Acabaré este zoológico relato con las tortugas. Llegamos a tener cuatro. Las tres primeras murieron inexplicable e irremediablemente de igual modo. Pese a estar idílicamente tratadas iban languideciendo al mismo ritmo que su caparazón se ablandaba. A mis 12 años visitamos un pequeño zoo de aves y animales de granja que había en Vilassar de Mar, donde nos regalaron otra tortuga. Preguntamos si sabían por qué morían de aquella forma y… oh, sorpresa, todo era culpa de la desmineralizada agua del grifo. Había que colocar una pastilla de calcio en la piscina tortuguil para que el caparazón, hecho de placas óseas, pudiera desarrollarse adecuadamente. Eso hicimos, y aquella tortuguita es hoy una señora (o señor, no tenemos ni idea) tortuga de considerables dimensiones, que vive con mis padres en el campo.
La verdad es que las tortugas no son lo que se dice la alegría de la huerta.
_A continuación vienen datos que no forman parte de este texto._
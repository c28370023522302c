use std::future::Future;
use std::sync::OnceLock;

use tokio::task::JoinHandle;

fn runtime_handle() -> tokio::runtime::Handle {
	if let Ok(handle) = tokio::runtime::Handle::try_current() {
		return handle;
	}

	// Console hooks can fire on threads that predate any runtime; those
	// callers get a lazily built process-global one.
	static GLOBAL_RT: OnceLock<tokio::runtime::Runtime> = OnceLock::new();
	let runtime = GLOBAL_RT.get_or_init(|| {
		tokio::runtime::Builder::new_multi_thread()
			.enable_all()
			.worker_threads(2)
			.thread_name("berth-worker-global")
			.build()
			.expect("failed to build berth-worker global tokio runtime")
	});
	runtime.handle().clone()
}

/// Spawns an async task on the ambient runtime, falling back to the
/// process-global runtime when called from outside any runtime.
pub fn spawn<F>(fut: F) -> JoinHandle<F::Output>
where
	F: Future + Send + 'static,
	F::Output: Send + 'static,
{
	runtime_handle().spawn(fut)
}

/// Spawns blocking work with the same runtime selection as [`spawn`].
pub fn spawn_blocking<F, R>(f: F) -> JoinHandle<R>
where
	F: FnOnce() -> R + Send + 'static,
	R: Send + 'static,
{
	runtime_handle().spawn_blocking(f)
}
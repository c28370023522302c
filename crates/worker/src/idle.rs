/// Reports whether the host is idle enough to run deferred work.
pub trait IdleProbe: Send + Sync + 'static {
	fn is_idle(&self) -> bool;
}

/// Probe for hosts without a busy signal; always reports idle.
#[derive(Debug, Clone, Copy, Default)]
pub struct AlwaysIdle;

impl IdleProbe for AlwaysIdle {
	fn is_idle(&self) -> bool {
		true
	}
}
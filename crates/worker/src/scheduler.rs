use std::collections::HashMap;
use std::sync::Arc;
use std::sync::atomic::{AtomicU64, Ordering};
use std::time::Duration;

use parking_lot::Mutex;
use tracing::trace;

use crate::idle::IdleProbe;

/// Default interval at which the scheduler re-checks the probe while
/// waiting for the host to become idle.
const IDLE_POLL_INTERVAL: Duration = Duration::from_millis(100);

/// Runs deferred work after a delay, optionally gated on host idleness.
///
/// Work is keyed. Scheduling a key that is already pending supersedes the
/// earlier request, so a burst of identical triggers collapses into a
/// single run after the last trigger's delay.
#[derive(Clone)]
pub struct IdleScheduler {
	inner: Arc<SchedulerInner>,
}

struct SchedulerInner {
	probe: Arc<dyn IdleProbe>,
	poll_interval: Duration,
	pending: Mutex<HashMap<String, u64>>,
	generation: AtomicU64,
}

impl IdleScheduler {
	pub fn new(probe: Arc<dyn IdleProbe>) -> Self {
		Self::with_poll_interval(probe, IDLE_POLL_INTERVAL)
	}

	/// Scheduler with a custom idle re-check interval.
	pub fn with_poll_interval(probe: Arc<dyn IdleProbe>, poll_interval: Duration) -> Self {
		Self {
			inner: Arc::new(SchedulerInner {
				probe,
				poll_interval,
				pending: Mutex::new(HashMap::new()),
				generation: AtomicU64::new(0),
			}),
		}
	}

	/// Schedules `work` to run once after `delay`.
	///
	/// With `idle_only` set, the run additionally waits until the probe
	/// reports idle, re-checking at the poll interval. Scheduling a key
	/// that is already pending replaces the pending run.
	pub fn schedule(
		&self,
		key: impl Into<String>,
		delay: Duration,
		idle_only: bool,
		work: impl FnOnce() + Send + 'static,
	) {
		let key = key.into();
		let generation = self.inner.generation.fetch_add(1, Ordering::Relaxed) + 1;
		if self.inner.pending.lock().insert(key.clone(), generation).is_some() {
			trace!(key = %key, "worker.delayed.replaced");
		}
		trace!(key = %key, delay_ms = delay.as_millis() as u64, idle_only, "worker.delayed.scheduled");

		let inner = Arc::clone(&self.inner);
		crate::spawn(async move {
			tokio::time::sleep(delay).await;
			if idle_only {
				while !inner.probe.is_idle() {
					if !inner.is_current(&key, generation) {
						trace!(key = %key, "worker.delayed.superseded");
						return;
					}
					tokio::time::sleep(inner.poll_interval).await;
				}
			}
			if !inner.take_current(&key, generation) {
				trace!(key = %key, "worker.delayed.superseded");
				return;
			}
			work();
		});
	}

	/// Whether a run for `key` is still pending.
	pub fn is_scheduled(&self, key: &str) -> bool {
		self.inner.pending.lock().contains_key(key)
	}
}

impl SchedulerInner {
	fn is_current(&self, key: &str, generation: u64) -> bool {
		self.pending.lock().get(key) == Some(&generation)
	}

	/// Claims the pending slot for this run; fails if a newer schedule
	/// replaced it while the timer was waiting.
	fn take_current(&self, key: &str, generation: u64) -> bool {
		let mut pending = self.pending.lock();
		if pending.get(key) == Some(&generation) {
			pending.remove(key);
			true
		} else {
			false
		}
	}
}
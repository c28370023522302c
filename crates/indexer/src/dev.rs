use std::path::{Path, PathBuf};

/// Source-layout prefix for package resources that installation would
/// place at the package root.
const SOURCE_RESOURCE_PREFIX: &str = "inst";

/// A workspace currently loaded as a package under development.
#[derive(Debug, Clone, PartialEq, Eq)]
pub struct DevPackage {
	/// Declared package name.
	pub name: String,
	/// Workspace root directory.
	pub root: PathBuf,
}

/// Probe for the host's live package-development state.
///
/// When a workspace is loaded as a package under development, its own
/// extension file is merged at the end of every rebuild so the in-progress
/// package shows up without being installed.
pub trait DevWorkspace: Send + Sync + 'static {
	/// The package under development, if development mode is active.
	fn current(&self) -> Option<DevPackage>;
}

/// Probe for hosts that never enter development mode.
#[derive(Debug, Clone, Copy, Default)]
pub struct InactiveWorkspace;

impl DevWorkspace for InactiveWorkspace {
	fn current(&self) -> Option<DevPackage> {
		None
	}
}

/// Probe reporting a fixed development package.
#[derive(Debug, Clone)]
pub struct StaticWorkspace {
	package: DevPackage,
}

impl StaticWorkspace {
	pub fn new(name: impl Into<String>, root: impl Into<PathBuf>) -> Self {
		Self {
			package: DevPackage {
				name: name.into(),
				root: root.into(),
			},
		}
	}
}

impl DevWorkspace for StaticWorkspace {
	fn current(&self) -> Option<DevPackage> {
		Some(self.package.clone())
	}
}

/// Where a source-layout workspace keeps its extension file.
pub fn dev_extension_file(root: &Path) -> PathBuf {
	root.join(SOURCE_RESOURCE_PREFIX).join(crate::scan::EXTENSION_RESOURCE)
}
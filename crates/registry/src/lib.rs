//! Connection registry model and its atomically published snapshot.
//!
//! [`ConnectionRegistry`] is the immutable product of one full library scan.
//! It is assembled privately by the scan and handed to a
//! [`PublishedRegistry`], the shared cell readers load complete snapshots
//! from without ever blocking on a scan in progress.

mod entry;
mod published;
mod registry;

pub use entry::ConnectionEntry;
pub use published::PublishedRegistry;
pub use registry::ConnectionRegistry;
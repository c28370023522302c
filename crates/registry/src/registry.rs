use std::collections::BTreeMap;
use std::path::Path;

use berth_dcf::FieldMap;
use serde_json::Value;
use tracing::{debug, trace, warn};

use crate::entry::{ConnectionEntry, registry_key};

/// Record field that names a connection within its block.
const NAME_FIELD: &str = "Name";

/// Collection of connection entries discovered by one library scan.
///
/// A registry is mutated only while the scan that owns it is assembling it.
/// Once published it is read-only; every consumer sees either this finished
/// registry or the one that replaces it, never an intermediate state.
#[derive(Debug, Clone, Default)]
pub struct ConnectionRegistry {
	entries: BTreeMap<String, ConnectionEntry>,
}

impl ConnectionRegistry {
	pub fn new() -> Self {
		Self::default()
	}

	/// Inserts an entry, overwriting any previous entry under the same key.
	pub fn insert(&mut self, entry: ConnectionEntry) {
		self.entries.insert(entry.key(), entry);
	}

	/// Builds and inserts an entry from a parsed record block.
	///
	/// Records without a `Name` field, or with an empty one, are dropped.
	/// Returns whether an entry was inserted.
	pub fn insert_fields(&mut self, package: &str, fields: &FieldMap) -> bool {
		match fields.get(NAME_FIELD).filter(|name| !name.is_empty()) {
			Some(name) => {
				self.insert(ConnectionEntry::new(name, package));
				true
			}
			None => {
				trace!(package, "registry.record.unnamed");
				false
			}
		}
	}

	/// Merges every record block of one extension file into the registry.
	///
	/// Unreadable files and malformed blocks are logged and skipped; the
	/// remaining blocks still merge. Returns the number of records merged.
	pub fn merge_extension_file(&mut self, package: &str, path: &Path) -> usize {
		let contents = match std::fs::read_to_string(path) {
			Ok(contents) => contents,
			Err(error) => {
				warn!(package, path = %path.display(), %error, "registry.file.unreadable");
				return 0;
			}
		};

		let mut merged = 0;
		for block in berth_dcf::split_blocks(&contents) {
			match berth_dcf::parse_block(block) {
				Ok(fields) => {
					if self.insert_fields(package, &fields) {
						merged += 1;
					}
				}
				Err(error) => {
					warn!(package, path = %path.display(), %error, "registry.block.malformed");
				}
			}
		}
		debug!(package, path = %path.display(), merged, "registry.file.merged");
		merged
	}

	pub fn contains(&self, package: &str, name: &str) -> bool {
		self.entries.contains_key(&registry_key(package, name))
	}

	pub fn get(&self, package: &str, name: &str) -> Option<&ConnectionEntry> {
		self.entries.get(&registry_key(package, name))
	}

	/// Entries in key order.
	pub fn entries(&self) -> impl Iterator<Item = &ConnectionEntry> {
		self.entries.values()
	}

	/// Structured snapshot form: an object keyed `package::name` whose
	/// values are each entry's structured form.
	pub fn to_json(&self) -> Value {
		let connections: serde_json::Map<String, Value> = self
			.entries
			.iter()
			.map(|(key, entry)| (key.clone(), entry.to_json()))
			.collect();
		Value::Object(connections)
	}

	pub fn len(&self) -> usize {
		self.entries.len()
	}

	pub fn is_empty(&self) -> bool {
		self.entries.is_empty()
	}
}
//! DCF-style record parsing for connection extension files.
//!
//! Packages declare connection types in a plain-text description file made of
//! record blocks. A block is a run of `Field: value` lines; a line starting
//! with whitespace continues the previous field; one or more blank lines end
//! the block. [`split_blocks`] isolates the blocks of a file and
//! [`parse_block`] turns one block into a [`FieldMap`].

mod error;

pub use error::{DcfError, Result};

use std::collections::BTreeMap;
use std::sync::LazyLock;

use regex::Regex;

/// Parsed fields of one record block, keyed by field name (case preserved).
pub type FieldMap = BTreeMap<String, String>;

/// Runs of one-or-more blank lines delimit record blocks. CRLF input is
/// handled without a separate normalization pass.
static BLOCK_DELIMITER: LazyLock<Regex> =
	LazyLock::new(|| Regex::new(r"(?:\r?\n){2,}").expect("static block delimiter pattern"));

/// Splits file contents into contiguous non-empty record blocks.
///
/// Whitespace-only blocks are dropped, so leading or trailing blank runs
/// never produce empty blocks.
pub fn split_blocks(contents: &str) -> Vec<&str> {
	BLOCK_DELIMITER
		.split(contents)
		.filter(|block| !block.trim().is_empty())
		.collect()
}

/// Parses one record block into its field map.
///
/// Later occurrences of a field within the same block overwrite earlier
/// ones. Field names are matched case-sensitively by consumers, so the case
/// of each name is preserved as written.
pub fn parse_block(block: &str) -> Result<FieldMap> {
	let mut fields = FieldMap::new();
	let mut current: Option<String> = None;

	for (idx, raw) in block.lines().enumerate() {
		let line = idx + 1;
		if raw.trim().is_empty() {
			continue;
		}
		if raw.starts_with([' ', '\t']) {
			let Some(name) = current.as_deref() else {
				return Err(DcfError::OrphanContinuation { line });
			};
			let folded = raw.trim();
			if let Some(value) = fields.get_mut(name) {
				if !value.is_empty() {
					value.push('\n');
				}
				value.push_str(folded);
			}
		} else {
			let Some((name, value)) = raw.split_once(':') else {
				return Err(DcfError::MissingSeparator { line });
			};
			let name = name.trim();
			if name.is_empty() {
				return Err(DcfError::EmptyFieldName { line });
			}
			fields.insert(name.to_string(), value.trim().to_string());
			current = Some(name.to_string());
		}
	}

	Ok(fields)
}
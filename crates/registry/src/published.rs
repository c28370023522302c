use std::sync::Arc;

use arc_swap::ArcSwap;

use crate::registry::ConnectionRegistry;

/// Shared cell holding the most recently published [`ConnectionRegistry`].
///
/// Readers load the current snapshot without blocking; the index job
/// replaces it with a single pointer swap. A superseded snapshot stays
/// valid for any reader that already loaded it.
pub struct PublishedRegistry {
	snap: ArcSwap<ConnectionRegistry>,
}

impl PublishedRegistry {
	/// Creates a cell holding an empty registry.
	pub fn new() -> Self {
		Self {
			snap: ArcSwap::from_pointee(ConnectionRegistry::new()),
		}
	}

	/// Loads the current snapshot.
	pub fn load(&self) -> Arc<ConnectionRegistry> {
		self.snap.load_full()
	}

	/// Publishes a finished registry, replacing the current snapshot.
	///
	/// Only the index job publishes; readers never store. Returns the
	/// snapshot just published.
	pub fn publish(&self, registry: ConnectionRegistry) -> Arc<ConnectionRegistry> {
		let next = Arc::new(registry);
		self.snap.store(Arc::clone(&next));
		next
	}
}

impl Default for PublishedRegistry {
	fn default() -> Self {
		Self::new()
	}
}

#[cfg(test)]
mod tests {
	use super::*;
	use crate::entry::ConnectionEntry;

	#[test]
	fn starts_empty() {
		let published = PublishedRegistry::new();
		assert!(published.load().is_empty());
	}

	#[test]
	fn publish_replaces_the_snapshot() {
		let published = PublishedRegistry::new();
		let mut registry = ConnectionRegistry::new();
		registry.insert(ConnectionEntry::new("odbc", "pkg"));
		published.publish(registry);

		assert_eq!(published.load().len(), 1);
		assert!(published.load().contains("pkg", "odbc"));
	}

	#[test]
	fn prior_snapshot_stays_valid_after_publish() {
		let published = PublishedRegistry::new();
		let mut registry = ConnectionRegistry::new();
		registry.insert(ConnectionEntry::new("odbc", "pkg"));
		published.publish(registry);

		let held = published.load();
		published.publish(ConnectionRegistry::new());

		// The reader that loaded before the swap keeps its complete view.
		assert_eq!(held.len(), 1);
		assert!(published.load().is_empty());
	}
}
A ésta le encanta el plátano y los camarones desecados que componen su alimento de bote, pero no le hace ascos a moscas y mosquitos “frescos”.
Cuando le dejan estirar las patas fuera del acuario es capaz de correr sorprendentemente rápido, y mi madre asegura que cuando le habla la escucha atentamente, y si le canta casi se diría que ladra entusiasmada como un perro.
Y esto es todo lo que tenía que explicar sobre los animales de mi infancia y juventud. Ahora me conformo con convivir con moscas, mosquitos, hormigas y alguna que otra araña. Bueno, mi hijo asegura, reafirmándolo con un rugido muy convincente, que es un tigre, pero creo que no cuenta…
Y a vosotros, ¿qué mascotas os alegran/alegraron la vida? (O todo lo contrario).